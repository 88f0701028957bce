#![allow(dead_code)]

use async_trait::async_trait;
use bytes::Bytes;
use quire_application::ports::{
    CacheBackend, ConnectionFactory, LagChecker, RateLimitStore, SharedCacheHit, WindowOutcome,
};
use quire_domain::config::{PoolConfig, RateLimitConfig};
use quire_domain::DomainError;
use quire_infrastructure::pool::ConnectionPoolManager;
use quire_infrastructure::rate_limit::MobileRateLimiter;
use std::collections::HashMap;
use std::sync::atomic::{AtomicBool, AtomicU64, Ordering};
use std::sync::Arc;
use std::time::Duration;
use tokio::sync::RwLock;

// ============================================================================
// Mock ConnectionFactory
// ============================================================================

/// Handle produced by [`MockConnectionFactory`]: the backend it points at and
/// a serial number.
#[derive(Debug, Clone, PartialEq, Eq)]
pub struct MockConnection {
    pub backend: &'static str,
    pub serial: u64,
}

#[derive(Clone)]
pub struct MockConnectionFactory {
    backend: &'static str,
    connect_count: Arc<AtomicU64>,
    close_count: Arc<AtomicU64>,
    should_fail: Arc<AtomicBool>,
}

impl MockConnectionFactory {
    pub fn new(backend: &'static str) -> Self {
        Self {
            backend,
            connect_count: Arc::new(AtomicU64::new(0)),
            close_count: Arc::new(AtomicU64::new(0)),
            should_fail: Arc::new(AtomicBool::new(false)),
        }
    }

    pub fn connect_count(&self) -> u64 {
        self.connect_count.load(Ordering::Relaxed)
    }

    pub fn close_count(&self) -> u64 {
        self.close_count.load(Ordering::Relaxed)
    }

    pub fn set_should_fail(&self, fail: bool) {
        self.should_fail.store(fail, Ordering::Relaxed);
    }
}

#[async_trait]
impl ConnectionFactory for MockConnectionFactory {
    type Connection = MockConnection;

    async fn connect(&self) -> Result<MockConnection, DomainError> {
        if self.should_fail.load(Ordering::Relaxed) {
            return Err(DomainError::ConnectionFactory(format!(
                "{} refused connection",
                self.backend
            )));
        }
        let serial = self.connect_count.fetch_add(1, Ordering::Relaxed);
        Ok(MockConnection {
            backend: self.backend,
            serial,
        })
    }

    async fn close(&self, _connection: MockConnection) {
        self.close_count.fetch_add(1, Ordering::Relaxed);
    }
}

pub fn pool_config(min: usize, max: usize) -> PoolConfig {
    PoolConfig {
        min_connections: min,
        max_connections: max,
        idle_timeout_seconds: 300,
        acquire_timeout_ms: 100,
    }
}

/// Pool manager over mock factories. The returned factories share counters
/// with the ones inside the manager.
pub fn mock_pools(
    min: usize,
    max: usize,
) -> (
    ConnectionPoolManager<MockConnectionFactory>,
    MockConnectionFactory,
    MockConnectionFactory,
) {
    let read = MockConnectionFactory::new("replica");
    let write = MockConnectionFactory::new("primary");
    let manager = ConnectionPoolManager::new(&pool_config(min, max), read.clone(), write.clone());
    (manager, read, write)
}

// ============================================================================
// Mock LagChecker
// ============================================================================

pub struct MockLagChecker {
    lags: Arc<RwLock<HashMap<String, f64>>>,
    failing: Arc<RwLock<Vec<String>>>,
    call_count: Arc<AtomicU64>,
}

impl MockLagChecker {
    pub fn new() -> Self {
        Self {
            lags: Arc::new(RwLock::new(HashMap::new())),
            failing: Arc::new(RwLock::new(Vec::new())),
            call_count: Arc::new(AtomicU64::new(0)),
        }
    }

    pub async fn set_lag(&self, replica_id: &str, lag: f64) {
        self.lags.write().await.insert(replica_id.to_string(), lag);
    }

    pub async fn fail_for(&self, replica_id: &str) {
        self.failing.write().await.push(replica_id.to_string());
    }

    pub async fn recover(&self, replica_id: &str) {
        self.failing.write().await.retain(|id| id != replica_id);
    }

    pub fn call_count(&self) -> u64 {
        self.call_count.load(Ordering::Relaxed)
    }
}

#[async_trait]
impl LagChecker for MockLagChecker {
    async fn replica_lag(&self, replica_id: &str) -> Result<f64, DomainError> {
        self.call_count.fetch_add(1, Ordering::Relaxed);
        if self.failing.read().await.iter().any(|id| id == replica_id) {
            return Err(DomainError::LagCheckFailed(format!("{replica_id} unreachable")));
        }
        self.lags
            .read()
            .await
            .get(replica_id)
            .copied()
            .ok_or_else(|| DomainError::LagCheckFailed(format!("{replica_id} unknown")))
    }
}

// ============================================================================
// Mock CacheBackend (always failing)
// ============================================================================

/// Shared tier that fails every call, counting attempts.
pub struct UnreachableCacheBackend {
    call_count: Arc<AtomicU64>,
}

impl UnreachableCacheBackend {
    pub fn new() -> Self {
        Self {
            call_count: Arc::new(AtomicU64::new(0)),
        }
    }

    pub fn call_count(&self) -> u64 {
        self.call_count.load(Ordering::Relaxed)
    }

    fn fail<T>(&self) -> Result<T, DomainError> {
        self.call_count.fetch_add(1, Ordering::Relaxed);
        Err(DomainError::CacheTierUnavailable("connection refused".to_string()))
    }
}

#[async_trait]
impl CacheBackend for UnreachableCacheBackend {
    async fn ping(&self) -> Result<(), DomainError> {
        self.fail()
    }

    async fn get(&self, _key: &str) -> Result<Option<SharedCacheHit>, DomainError> {
        self.fail()
    }

    async fn set_with_ttl(
        &self,
        _key: &str,
        _value: Bytes,
        _ttl: Duration,
    ) -> Result<(), DomainError> {
        self.fail()
    }

    async fn delete(&self, _keys: &[String]) -> Result<u64, DomainError> {
        self.fail()
    }

    async fn add_to_set(
        &self,
        _set_key: &str,
        _member: &str,
        _ttl: Duration,
    ) -> Result<(), DomainError> {
        self.fail()
    }

    async fn set_members(&self, _set_key: &str) -> Result<Vec<String>, DomainError> {
        self.fail()
    }
}

// ============================================================================
// Mock RateLimitStore (always failing)
// ============================================================================

pub struct FailingRateLimitStore {
    call_count: Arc<AtomicU64>,
}

impl FailingRateLimitStore {
    pub fn new() -> Self {
        Self {
            call_count: Arc::new(AtomicU64::new(0)),
        }
    }

    pub fn call_count(&self) -> u64 {
        self.call_count.load(Ordering::Relaxed)
    }
}

#[async_trait]
impl RateLimitStore for FailingRateLimitStore {
    async fn record_in_window(
        &self,
        _key: &str,
        _now_ms: u64,
        _window_ms: u64,
        _limit: u32,
    ) -> Result<WindowOutcome, DomainError> {
        self.call_count.fetch_add(1, Ordering::Relaxed);
        Err(DomainError::RateLimitStore("store offline".to_string()))
    }
}

pub fn limiter_with(store: Arc<dyn RateLimitStore>) -> MobileRateLimiter {
    MobileRateLimiter::new(store, RateLimitConfig::default())
}
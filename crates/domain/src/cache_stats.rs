use serde::Serialize;

/// Counters for the in-process tier.
#[derive(Debug, Clone, Default, PartialEq, Serialize)]
pub struct CacheStats {
    pub hits: u64,
    pub misses: u64,
    pub hit_rate: f64,
    pub size: usize,
    pub max_size: usize,
    pub evictions: u64,
    pub expirations: u64,
}

impl CacheStats {
    pub fn hit_rate_of(hits: u64, misses: u64) -> f64 {
        let total = hits + misses;
        if total == 0 {
            0.0
        } else {
            hits as f64 / total as f64
        }
    }
}

/// Counters for the two-tier cache manager.
#[derive(Debug, Clone, Default, PartialEq, Serialize)]
pub struct CacheManagerStats {
    pub tier1: CacheStats,
    pub tier2_available: bool,
    pub tier2_hits: u64,
    pub tier2_misses: u64,
    pub tier2_errors: u64,
    pub total_misses: u64,
}
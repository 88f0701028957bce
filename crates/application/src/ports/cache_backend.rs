use async_trait::async_trait;
use bytes::Bytes;
use quire_domain::DomainError;
use std::time::Duration;

/// A value read from the shared tier with the expiry the tier reports for it.
#[derive(Debug, Clone, PartialEq, Eq)]
pub struct SharedCacheHit {
    pub value: Bytes,
    /// `None` when the shared tier holds the key without expiry.
    pub remaining_ttl: Option<Duration>,
}

/// Networked cache tier shared across processes.
///
/// Set operations (`add_to_set`, `set_members`) back the tag index: one set
/// per tag holding the keys written with that tag. A set expires `ttl` after
/// the add with the latest deadline, so it never outlives its members.
#[async_trait]
pub trait CacheBackend: Send + Sync {
    async fn ping(&self) -> Result<(), DomainError>;

    async fn get(&self, key: &str) -> Result<Option<SharedCacheHit>, DomainError>;

    async fn set_with_ttl(&self, key: &str, value: Bytes, ttl: Duration)
        -> Result<(), DomainError>;

    /// Delete keys (values or sets). Returns how many existed.
    async fn delete(&self, keys: &[String]) -> Result<u64, DomainError>;

    async fn add_to_set(&self, set_key: &str, member: &str, ttl: Duration)
        -> Result<(), DomainError>;

    async fn set_members(&self, set_key: &str) -> Result<Vec<String>, DomainError>;
}
#[path = "../common/mod.rs"]
mod common;

use bytes::Bytes;
use common::{
    backend_name, limiter, pool_config, read_request, FakeConnection, FakeFactory, ScriptedLag,
};
use futures::future::BoxFuture;
use futures::FutureExt;
use quire_application::ports::CacheBackend;
use quire_domain::config::CacheConfig;
use quire_domain::{
    ClientType, DomainError, Query, QueryPriority, ReplicaInfo, RouteReason, TargetType,
};
use quire_infrastructure::cache::{CacheManager, InMemorySharedCache};
use quire_infrastructure::pool::ConnectionPoolManager;
use quire_infrastructure::routing::WorkloadIsolator;
use quire_infrastructure::{RequestContext, ResourceLayer};
use std::sync::Arc;
use std::time::Duration;

const FEED_SQL: &str = "SELECT * FROM feed WHERE user_id = 7";

/// One application instance. Instances built over the same shared tier see
/// each other's cache fills and invalidations.
async fn instance(shared: &Arc<InMemorySharedCache>) -> ResourceLayer<FakeFactory> {
    let backend: Arc<dyn CacheBackend> = shared.clone();
    let cache = CacheManager::connect(&CacheConfig::default(), Some(backend)).await;
    let isolator = WorkloadIsolator::new(
        "primary",
        5432,
        vec![ReplicaInfo::new("replica-a", 5432)],
        5.0,
    );
    layer_with(cache, isolator)
}

fn layer_with(cache: CacheManager, isolator: WorkloadIsolator) -> ResourceLayer<FakeFactory> {
    let pools = ConnectionPoolManager::new(
        &pool_config(0, 2),
        FakeFactory::new("replica"),
        FakeFactory::new("primary"),
    );
    ResourceLayer::new(
        Arc::new(cache),
        Arc::new(pools),
        Arc::new(isolator),
        Arc::new(limiter(1_000)),
        Duration::from_millis(200),
    )
}

fn ctx() -> RequestContext {
    RequestContext::new("user-7", ClientType::MobileIos)
}

fn never_runs(_: &mut FakeConnection) -> BoxFuture<'_, Result<Bytes, DomainError>> {
    async move { Err(DomainError::ConnectionFactory("backend should not be reached".to_string())) }
        .boxed()
}

// ============================================================================
// Shared tier online
// ============================================================================

#[tokio::test]
async fn test_second_instance_reads_through_shared_tier() {
    let shared = Arc::new(InMemorySharedCache::new());
    let a = instance(&shared).await;
    let b = instance(&shared).await;
    assert!(a.cache().tier2_available());

    let filled = a
        .execute_read(&ctx(), read_request("feed:7", FEED_SQL, &["user:7"]), backend_name)
        .await
        .unwrap();
    assert!(!filled.cache_hit);

    let served = b
        .execute_read(&ctx(), read_request("feed:7", FEED_SQL, &["user:7"]), never_runs)
        .await
        .unwrap();
    assert!(served.cache_hit);
    assert_eq!(served.value, Bytes::from("replica"));

    let stats = b.cache().get_stats();
    assert_eq!(stats.tier2_hits, 1);
    // Promoted into b's own tier 1.
    assert_eq!(stats.tier1.size, 1);
    assert_eq!(b.pools().read_pool().factory().opened(), 0);
}

#[tokio::test]
async fn test_write_on_one_instance_invalidates_shared_entries() {
    let shared = Arc::new(InMemorySharedCache::new());
    let a = instance(&shared).await;
    let b = instance(&shared).await;

    a.execute_read(&ctx(), read_request("feed:7", FEED_SQL, &["user:7"]), backend_name)
        .await
        .unwrap();

    let write = b
        .execute_write(&ctx(), &["user:7"], |conn| {
            async move { Ok(Bytes::from(format!("written on {}", conn.backend))) }.boxed()
        })
        .await
        .unwrap();
    assert_eq!(write.value, Bytes::from("written on primary"));

    assert!(shared.get("feed:7").await.unwrap().is_none());
    assert!(shared.set_members("tag:user:7").await.unwrap().is_empty());

    let reread = b
        .execute_read(&ctx(), read_request("feed:7", FEED_SQL, &["user:7"]), backend_name)
        .await
        .unwrap();
    assert!(!reread.cache_hit);
}

// ============================================================================
// Shared tier offline
// ============================================================================

#[tokio::test]
async fn test_unreachable_shared_tier_at_startup_runs_tier1_only() {
    let shared = Arc::new(InMemorySharedCache::new());
    shared.set_offline(true);
    let layer = instance(&shared).await;
    assert!(!layer.cache().tier2_available());

    layer
        .execute_read(&ctx(), read_request("feed:7", FEED_SQL, &["user:7"]), backend_name)
        .await
        .unwrap();
    let hit = layer
        .execute_read(&ctx(), read_request("feed:7", FEED_SQL, &["user:7"]), never_runs)
        .await
        .unwrap();
    assert!(hit.cache_hit);

    let write = layer
        .execute_write(&ctx(), &["user:7"], backend_name)
        .await
        .unwrap();
    assert_eq!(write.invalidated, 1);
    assert_eq!(layer.cache().get_stats().tier2_errors, 0);
}

#[tokio::test]
async fn test_shared_tier_outage_after_startup_is_absorbed() {
    let shared = Arc::new(InMemorySharedCache::new());
    let layer = instance(&shared).await;
    shared.set_offline(true);

    let first = layer
        .execute_read(&ctx(), read_request("feed:7", FEED_SQL, &["user:7"]), backend_name)
        .await
        .unwrap();
    assert!(!first.cache_hit);

    let second = layer
        .execute_read(&ctx(), read_request("feed:7", FEED_SQL, &["user:7"]), never_runs)
        .await
        .unwrap();
    assert!(second.cache_hit);

    let stats = layer.cache().get_stats();
    assert!(stats.tier2_errors >= 2);
    assert!(stats.tier2_available);
}

// ============================================================================
// Replica degradation
// ============================================================================

#[tokio::test]
async fn test_reads_fall_back_to_primary_when_replicas_are_unreachable() {
    let lag = Arc::new(ScriptedLag::default());
    lag.set("replica-a:5432", 0.4);
    lag.set("replica-b:5432", 0.1);
    let isolator = WorkloadIsolator::new(
        "primary",
        5432,
        vec![ReplicaInfo::new("replica-a", 5432), ReplicaInfo::new("replica-b", 5432)],
        5.0,
    )
    .with_lag_checker(lag.clone());
    let layer = layer_with(CacheManager::tier1_only(&CacheConfig::default()), isolator);

    let summary = layer.isolator().refresh_replica_lags().await;
    assert_eq!(summary.checked, 2);
    let routed = layer
        .execute_read(&ctx(), read_request("feed:1", FEED_SQL, &[]), backend_name)
        .await
        .unwrap();
    let target = routed.target.unwrap();
    assert_eq!(target.target_type, TargetType::Replica);
    assert_eq!(target.host, "replica-b");

    lag.unplug("replica-a:5432");
    lag.unplug("replica-b:5432");
    let summary = layer.isolator().refresh_replica_lags().await;
    assert_eq!(summary.unreachable, 2);

    let fallback = layer
        .execute_read(&ctx(), read_request("feed:2", FEED_SQL, &[]), backend_name)
        .await
        .unwrap();
    let target = fallback.target.unwrap();
    assert_eq!(target.target_type, TargetType::Primary);
    assert_eq!(target.reason, RouteReason::NoHealthyReplica);
    assert_eq!(fallback.value, Bytes::from("primary"));

    let critical = layer
        .isolator()
        .route_query(&Query::from(FEED_SQL), QueryPriority::Critical);
    assert_eq!(critical.target_type, TargetType::Primary);
}
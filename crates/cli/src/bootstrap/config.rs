use quire_domain::{CliOverrides, Config};
use tracing::info;

pub fn load_config(
    config_path: Option<&str>,
    cli_overrides: CliOverrides,
) -> anyhow::Result<Config> {
    let config = Config::load(config_path, cli_overrides)?;
    config.validate()?;
    Ok(config)
}

/// Called once the subscriber is installed.
pub fn log_config(config_path: Option<&str>, config: &Config) {
    info!(
        config_file = config_path.unwrap_or("default"),
        min_connections = config.pool.min_connections,
        max_connections = config.pool.max_connections,
        replicas = config.replicas.servers.len(),
        max_replica_lag = config.replicas.max_replica_lag,
        cache_max_size = config.cache.max_size,
        "Configuration loaded"
    );
}
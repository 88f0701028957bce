use serde::{Deserialize, Serialize};
use std::time::Duration;

/// In-process cache tier sizing
#[derive(Debug, Clone, Deserialize, Serialize)]
pub struct CacheConfig {
    /// Maximum number of entries in tier 1 (default: 10000)
    #[serde(default = "default_max_size")]
    pub max_size: usize,

    /// TTL applied when a caller does not pass one, in seconds (default: 300)
    #[serde(default = "default_ttl")]
    pub default_ttl_seconds: u64,
}

impl CacheConfig {
    pub fn default_ttl(&self) -> Duration {
        Duration::from_secs(self.default_ttl_seconds)
    }
}

impl Default for CacheConfig {
    fn default() -> Self {
        Self {
            max_size: default_max_size(),
            default_ttl_seconds: default_ttl(),
        }
    }
}

fn default_max_size() -> usize {
    10_000
}

fn default_ttl() -> u64 {
    300
}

━━━━━━━━━━━━━━━━━━━━━━━━━━━━━━

» **What the task asks**
Please go through the entries and show every line with the word "number".

» **Answer to this problem**
/// a serial number.
    /// Maximum number of entries in tier 1 (default: 10000)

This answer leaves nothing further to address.